Doug Finnson, vice-president of the Teamsters Canada Rail Conference, said he’s surprised at how many jobs are expected to be lost.
"The announcement that caught me off guard is announcing that 1,700 jobs will be done by the end of the year — that's just four weeks away — and I'm wondering how they're going to accomplish that other than to hand off 1,700 layoff notices for Christmas," Finnson said, adding he has no idea where in the country the layoffs will occur.
"I feel badly for those people in Calgary in head office who may be going home tonight and don’t know if they’re one of the 1,700 or not."
Finnson said he was aware about 40 people in Winnipeg will be laid off. He also said the railway has been working towards moving 35 jobs out of Calgary and into Lethbridge, Alta., or Swift Current, Sask., but he says he wasn’t aware of its larger plans to lay off thousands more.
"I find it very odd that they make a blanket statement of 4,500 jobs, which is a huge number, and then have absolutely no detail, so I’m interested in wondering what the investor community is going to ask [Wednesday] to the operations people, if they’re going to put some details to this blanket statement."
Peter Edward, vice-president of human resources at CP Rail, spoke about the cuts at an investor's conference in New York on Wednesday.

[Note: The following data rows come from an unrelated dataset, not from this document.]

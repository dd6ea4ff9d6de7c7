//! Application error types
//!
//! Errors that cross crate boundaries: token checks, infrastructure failures
//! and domain rules, each with a stable HTTP status and error code.

use social_core::DomainError;

/// Application-wide error type
#[derive(Debug, thiserror::Error)]
pub enum AppError {
    // Authentication errors
    #[error("Invalid token")]
    InvalidToken,

    #[error("Token expired")]
    TokenExpired,

    #[error("Identity is not synced to a user yet")]
    UnknownIdentity,

    #[error("Forbidden")]
    Forbidden,

    #[error("Validation error: {0}")]
    Validation(String),

    #[error("Resource not found: {0}")]
    NotFound(String),

    #[error("Conflict: {0}")]
    Conflict(String),

    // Infrastructure errors
    #[error("Database error: {0}")]
    Database(String),

    #[error("Storage error: {0}")]
    Storage(String),

    #[error("Internal server error")]
    Internal(#[source] anyhow::Error),

    #[error(transparent)]
    Domain(#[from] DomainError),

    #[error("Configuration error: {0}")]
    Config(String),
}

impl AppError {
    /// Get HTTP status code for this error
    #[must_use]
    pub fn status_code(&self) -> u16 {
        match self {
            Self::Validation(_) => 400,
            Self::InvalidToken | Self::TokenExpired | Self::UnknownIdentity => 401,
            Self::Forbidden => 403,
            Self::NotFound(_) => 404,
            Self::Conflict(_) => 409,
            Self::Database(_) | Self::Storage(_) | Self::Internal(_) | Self::Config(_) => 500,
            Self::Domain(e) => domain_status(e),
        }
    }

    /// Get error code for API responses
    #[must_use]
    pub fn error_code(&self) -> &'static str {
        match self {
            Self::InvalidToken => "INVALID_TOKEN",
            Self::TokenExpired => "TOKEN_EXPIRED",
            Self::UnknownIdentity => "UNKNOWN_IDENTITY",
            Self::Forbidden => "FORBIDDEN",
            Self::Validation(_) => "VALIDATION_ERROR",
            Self::NotFound(_) => "NOT_FOUND",
            Self::Conflict(_) => "CONFLICT",
            Self::Database(_) => "DATABASE_ERROR",
            Self::Storage(_) => "STORAGE_ERROR",
            Self::Internal(_) => "INTERNAL_ERROR",
            Self::Config(_) => "CONFIG_ERROR",
            Self::Domain(e) => e.code(),
        }
    }

    /// Check if this is a server error (5xx)
    #[must_use]
    pub fn is_server_error(&self) -> bool {
        self.status_code() >= 500
    }

    pub fn internal(err: impl Into<anyhow::Error>) -> Self {
        Self::Internal(err.into())
    }
}

fn domain_status(e: &DomainError) -> u16 {
    if e.is_not_found() {
        404
    } else if e.is_authorization() {
        403
    } else if e.is_validation() {
        400
    } else if e.is_conflict() {
        409
    } else {
        500
    }
}

/// Result type alias for application operations
pub type AppResult<T> = Result<T, AppError>;
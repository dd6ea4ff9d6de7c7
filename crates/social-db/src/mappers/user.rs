//! User entity <-> model mapper

use social_core::entities::User;
use social_core::value_objects::Snowflake;

use crate::models::UserModel;

impl From<UserModel> for User {
    fn from(model: UserModel) -> Self {
        User {
            id: Snowflake::new(model.id),
            token_identifier: model.token_identifier,
            name: model.name,
            email: model.email,
            avatar_url: model.avatar_url,
            is_online: model.is_online,
            created_at: model.created_at,
            updated_at: model.updated_at,
        }
    }
}
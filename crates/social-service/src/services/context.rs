//! Service context - dependency container for services
//!
//! Holds all repositories, the media store and other dependencies needed by services.

use std::sync::atomic::AtomicBool;
use std::sync::Arc;

use social_core::traits::{
    CommentRepository, ContestRepository, FollowRepository, LikeRepository, MediaStore,
    NotificationRepository, PostRepository, UserRepository, WallOfFameRepository,
};
use social_core::{Snowflake, SnowflakeGenerator};

use super::error::{ServiceError, ServiceResult};

/// Service context containing all dependencies
///
/// This is the main dependency container that gets passed to all services.
/// It provides access to:
/// - Repositories (PostgreSQL or in-process)
/// - The media store
/// - Snowflake generator for ID generation
/// - The contest single-flight flag
#[derive(Clone)]
pub struct ServiceContext {
    // Repositories
    user_repo: Arc<dyn UserRepository>,
    post_repo: Arc<dyn PostRepository>,
    like_repo: Arc<dyn LikeRepository>,
    comment_repo: Arc<dyn CommentRepository>,
    follow_repo: Arc<dyn FollowRepository>,
    notification_repo: Arc<dyn NotificationRepository>,
    wall_of_fame_repo: Arc<dyn WallOfFameRepository>,
    contest_repo: Arc<dyn ContestRepository>,

    media_store: Arc<dyn MediaStore>,
    snowflake_generator: Arc<SnowflakeGenerator>,

    /// Identity-provider domain prefixing every token identifier
    app_domain: String,

    /// Set while a contest round is in flight
    contest_running: Arc<AtomicBool>,
}

impl ServiceContext {
    // === Repositories ===

    /// Get the user repository
    pub fn user_repo(&self) -> &dyn UserRepository {
        self.user_repo.as_ref()
    }

    /// Get the post repository
    pub fn post_repo(&self) -> &dyn PostRepository {
        self.post_repo.as_ref()
    }

    /// Get the like repository
    pub fn like_repo(&self) -> &dyn LikeRepository {
        self.like_repo.as_ref()
    }

    /// Get the comment repository
    pub fn comment_repo(&self) -> &dyn CommentRepository {
        self.comment_repo.as_ref()
    }

    /// Get the follow repository
    pub fn follow_repo(&self) -> &dyn FollowRepository {
        self.follow_repo.as_ref()
    }

    /// Get the notification repository
    pub fn notification_repo(&self) -> &dyn NotificationRepository {
        self.notification_repo.as_ref()
    }

    /// Get the wall of fame repository
    pub fn wall_of_fame_repo(&self) -> &dyn WallOfFameRepository {
        self.wall_of_fame_repo.as_ref()
    }

    /// Get the contest repository
    pub fn contest_repo(&self) -> &dyn ContestRepository {
        self.contest_repo.as_ref()
    }

    // === Services ===

    /// Get the media store
    pub fn media_store(&self) -> &dyn MediaStore {
        self.media_store.as_ref()
    }

    /// Get the snowflake ID generator
    pub fn snowflake_generator(&self) -> &SnowflakeGenerator {
        self.snowflake_generator.as_ref()
    }

    /// Generate a new Snowflake ID
    pub fn generate_id(&self) -> Snowflake {
        self.snowflake_generator.generate()
    }

    /// Domain part of `<app-domain>|<external-id>` identifiers
    pub fn app_domain(&self) -> &str {
        &self.app_domain
    }

    pub(crate) fn contest_flag(&self) -> &AtomicBool {
        &self.contest_running
    }
}

impl std::fmt::Debug for ServiceContext {
    fn fmt(&self, f: &mut std::fmt::Formatter<'_>) -> std::fmt::Result {
        f.debug_struct("ServiceContext")
            .field("repositories", &"...")
            .field("media_store", &"...")
            .field("app_domain", &self.app_domain)
            .field("worker_id", &self.snowflake_generator.worker_id())
            .finish()
    }
}

/// Builder for creating ServiceContext with custom configuration
#[derive(Default)]
pub struct ServiceContextBuilder {
    user_repo: Option<Arc<dyn UserRepository>>,
    post_repo: Option<Arc<dyn PostRepository>>,
    like_repo: Option<Arc<dyn LikeRepository>>,
    comment_repo: Option<Arc<dyn CommentRepository>>,
    follow_repo: Option<Arc<dyn FollowRepository>>,
    notification_repo: Option<Arc<dyn NotificationRepository>>,
    wall_of_fame_repo: Option<Arc<dyn WallOfFameRepository>>,
    contest_repo: Option<Arc<dyn ContestRepository>>,
    media_store: Option<Arc<dyn MediaStore>>,
    snowflake_generator: Option<Arc<SnowflakeGenerator>>,
    app_domain: Option<String>,
}

impl ServiceContextBuilder {
    pub fn new() -> Self {
        Self::default()
    }

    /// Use one store for every repository port
    pub fn store<S>(self, store: Arc<S>) -> Self
    where
        S: UserRepository
            + PostRepository
            + LikeRepository
            + CommentRepository
            + FollowRepository
            + NotificationRepository
            + WallOfFameRepository
            + ContestRepository
            + 'static,
    {
        self.user_repo(store.clone())
            .post_repo(store.clone())
            .like_repo(store.clone())
            .comment_repo(store.clone())
            .follow_repo(store.clone())
            .notification_repo(store.clone())
            .wall_of_fame_repo(store.clone())
            .contest_repo(store)
    }

    pub fn user_repo(mut self, repo: Arc<dyn UserRepository>) -> Self {
        self.user_repo = Some(repo);
        self
    }

    pub fn post_repo(mut self, repo: Arc<dyn PostRepository>) -> Self {
        self.post_repo = Some(repo);
        self
    }

    pub fn like_repo(mut self, repo: Arc<dyn LikeRepository>) -> Self {
        self.like_repo = Some(repo);
        self
    }

    pub fn comment_repo(mut self, repo: Arc<dyn CommentRepository>) -> Self {
        self.comment_repo = Some(repo);
        self
    }

    pub fn follow_repo(mut self, repo: Arc<dyn FollowRepository>) -> Self {
        self.follow_repo = Some(repo);
        self
    }

    pub fn notification_repo(mut self, repo: Arc<dyn NotificationRepository>) -> Self {
        self.notification_repo = Some(repo);
        self
    }

    pub fn wall_of_fame_repo(mut self, repo: Arc<dyn WallOfFameRepository>) -> Self {
        self.wall_of_fame_repo = Some(repo);
        self
    }

    pub fn contest_repo(mut self, repo: Arc<dyn ContestRepository>) -> Self {
        self.contest_repo = Some(repo);
        self
    }

    pub fn media_store(mut self, store: Arc<dyn MediaStore>) -> Self {
        self.media_store = Some(store);
        self
    }

    pub fn snowflake_generator(mut self, generator: Arc<SnowflakeGenerator>) -> Self {
        self.snowflake_generator = Some(generator);
        self
    }

    pub fn app_domain(mut self, app_domain: impl Into<String>) -> Self {
        self.app_domain = Some(app_domain.into());
        self
    }

    /// Build the ServiceContext
    ///
    /// # Errors
    /// Returns `ServiceError::Validation` if any required dependency is missing
    pub fn build(self) -> ServiceResult<ServiceContext> {
        fn required<T>(value: Option<T>, name: &str) -> ServiceResult<T> {
            value.ok_or_else(|| ServiceError::validation(format!("{name} is required")))
        }

        Ok(ServiceContext {
            user_repo: required(self.user_repo, "user_repo")?,
            post_repo: required(self.post_repo, "post_repo")?,
            like_repo: required(self.like_repo, "like_repo")?,
            comment_repo: required(self.comment_repo, "comment_repo")?,
            follow_repo: required(self.follow_repo, "follow_repo")?,
            notification_repo: required(self.notification_repo, "notification_repo")?,
            wall_of_fame_repo: required(self.wall_of_fame_repo, "wall_of_fame_repo")?,
            contest_repo: required(self.contest_repo, "contest_repo")?,
            media_store: required(self.media_store, "media_store")?,
            snowflake_generator: self
                .snowflake_generator
                .unwrap_or_else(|| Arc::new(SnowflakeGenerator::default())),
            app_domain: required(self.app_domain, "app_domain")?,
            contest_running: Arc::new(AtomicBool::new(false)),
        })
    }
}
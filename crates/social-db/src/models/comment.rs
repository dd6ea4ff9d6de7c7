//! Comment database model

use chrono::{DateTime, Utc};
use sqlx::FromRow;

/// Database model for comments table
#[derive(Debug, Clone, FromRow)]
pub struct CommentModel {
    pub id: i64,
    pub post_id: i64,
    pub sender_id: i64,
    pub content: String,
    pub created_at: DateTime<Utc>,
}
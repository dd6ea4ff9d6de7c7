//! Data transfer objects for API requests and responses
//!
//! This module provides:
//! - Request DTOs with validation for API inputs
//! - Identity-provider webhook payloads
//! - Response DTOs for serializing API outputs
//! - Mappers for converting domain entities to DTOs

pub mod mappers;
pub mod requests;
pub mod responses;

// Re-export commonly used request types
pub use requests::{
    CreateCommentRequest, CreatePostRequest, EmailAddress, IdentityEvent, IdentitySession,
    IdentityUser,
};

// Re-export commonly used response types
pub use responses::{
    ApiResponse, CommentResponse, ContestRunResponse, CurrentUserResponse, FollowStatusResponse,
    HealthChecks, HealthResponse, LikeStateResponse, MarkAllReadResponse, MediaUploadResponse, NotificationListResponse,
    NotificationResponse, PostResponse, ReadinessResponse, UploadUrlResponse, UserResponse,
    WallOfFameResponse,
};
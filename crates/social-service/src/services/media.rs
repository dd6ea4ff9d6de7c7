//! Media upload service
//!
//! Accepts the bytes sent to an issued upload location and serves them back.

use social_core::AuthenticatedCaller;
use tracing::{info, instrument};

use super::context::ServiceContext;
use super::error::{ServiceError, ServiceResult};
use crate::dto::MediaUploadResponse;

const DEFAULT_CONTENT_TYPE: &str = "application/octet-stream";

/// Media service
pub struct MediaService<'a> {
    ctx: &'a ServiceContext,
}

impl<'a> MediaService<'a> {
    /// Create a new MediaService
    pub fn new(ctx: &'a ServiceContext) -> Self {
        Self { ctx }
    }

    /// Store an upload under the id of its issued location
    #[instrument(skip(self, caller, bytes), fields(user_id = %caller.id, size = bytes.len()))]
    pub async fn upload(
        &self,
        caller: &AuthenticatedCaller,
        storage_id: &str,
        content_type: Option<&str>,
        bytes: Vec<u8>,
    ) -> ServiceResult<MediaUploadResponse> {
        if bytes.is_empty() {
            return Err(ServiceError::validation("Upload body is empty"));
        }

        let content_type = content_type
            .map(str::trim)
            .filter(|t| !t.is_empty())
            .unwrap_or(DEFAULT_CONTENT_TYPE);

        self.ctx
            .media_store()
            .put(storage_id, content_type, bytes)
            .await?;

        info!(storage_id, content_type, "Media uploaded");

        Ok(MediaUploadResponse {
            storage_id: storage_id.to_string(),
        })
    }

    /// Content type and bytes of a stored object
    #[instrument(skip(self))]
    pub async fn download(&self, storage_id: &str) -> ServiceResult<(String, Vec<u8>)> {
        self.ctx
            .media_store()
            .get(storage_id)
            .await?
            .ok_or_else(|| ServiceError::not_found("Media", storage_id))
    }
}
//! Social API Server entry point
//!
//! Run with:
//! ```bash
//! DATABASE_URL=memory:// cargo run -p social-api
//! ```
//!
//! Configuration is loaded from environment variables or a `.env` file.

use social_common::{try_init_tracing_with_config, AppConfig, TracingConfig};
use tracing::{error, info};

#[tokio::main]
async fn main() {
    if let Err(e) = run().await {
        error!(error = %e, "Server failed to start");
        eprintln!("Error: {e:#}");
        std::process::exit(1);
    }
}

async fn run() -> anyhow::Result<()> {
    let config = AppConfig::from_env()?;

    let log_format = std::env::var("LOG_FORMAT").ok();
    if let Err(e) = try_init_tracing_with_config(TracingConfig::for_environment(
        config.app.env,
        log_format.as_deref(),
    )) {
        eprintln!("Warning: Failed to initialize tracing: {e}");
    }

    info!(
        name = %config.app.name,
        env = ?config.app.env,
        address = %config.api.address(),
        in_memory = config.database.is_in_memory(),
        "Starting Social API Server"
    );

    social_api::run(config).await?;

    Ok(())
}
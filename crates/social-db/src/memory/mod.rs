//! In-process store implementing every repository port
//!
//! Selected with `DATABASE_URL=memory://`. All tables sit behind one lock and
//! each operation holds it for its whole body, which gives the same
//! all-or-nothing behavior as the PostgreSQL transactions.

mod store;

pub use store::MemoryStore;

"Is this going to be a lovely, huggy place? No it won't. Great companies are not comfortable places because they demand more of people. They ask you to be better than you are today, tomorrow and better the day after," Edward said.
Company 'top heavy'
The cuts come after a bitter fight involving the company and shareholders led to new leadership this summer.
CEO Hunter Harrison describes the company as "top heavy" with supervisors and managers. He says some of the cuts will come through retirement and fewer contract jobs.
Robert Schultz, a business professor at the University of Calgary, said the proposed cuts are a big deal because the company has not experienced change in a long time.
"It's taking say 20 years worth of changes and jamming it all into four years. That's what's happening," Schultz said.
"The key issue here is when you cut people by that much, including some of your experienced people, can you maintain the quality for your customers? That's going to be important and we'll just have to wait and see."
Finnson says some jobs in Calgary may go when the company moves the head office to Ogden from its current site downtown .
"I would suspect that their plan would be at that time, when they move the head office, that's when they're going to downsize a lot of those jobs," he said.
But investors seem to like the plan: Shares in the Calgary-based company hit a 52-week high Wednesday.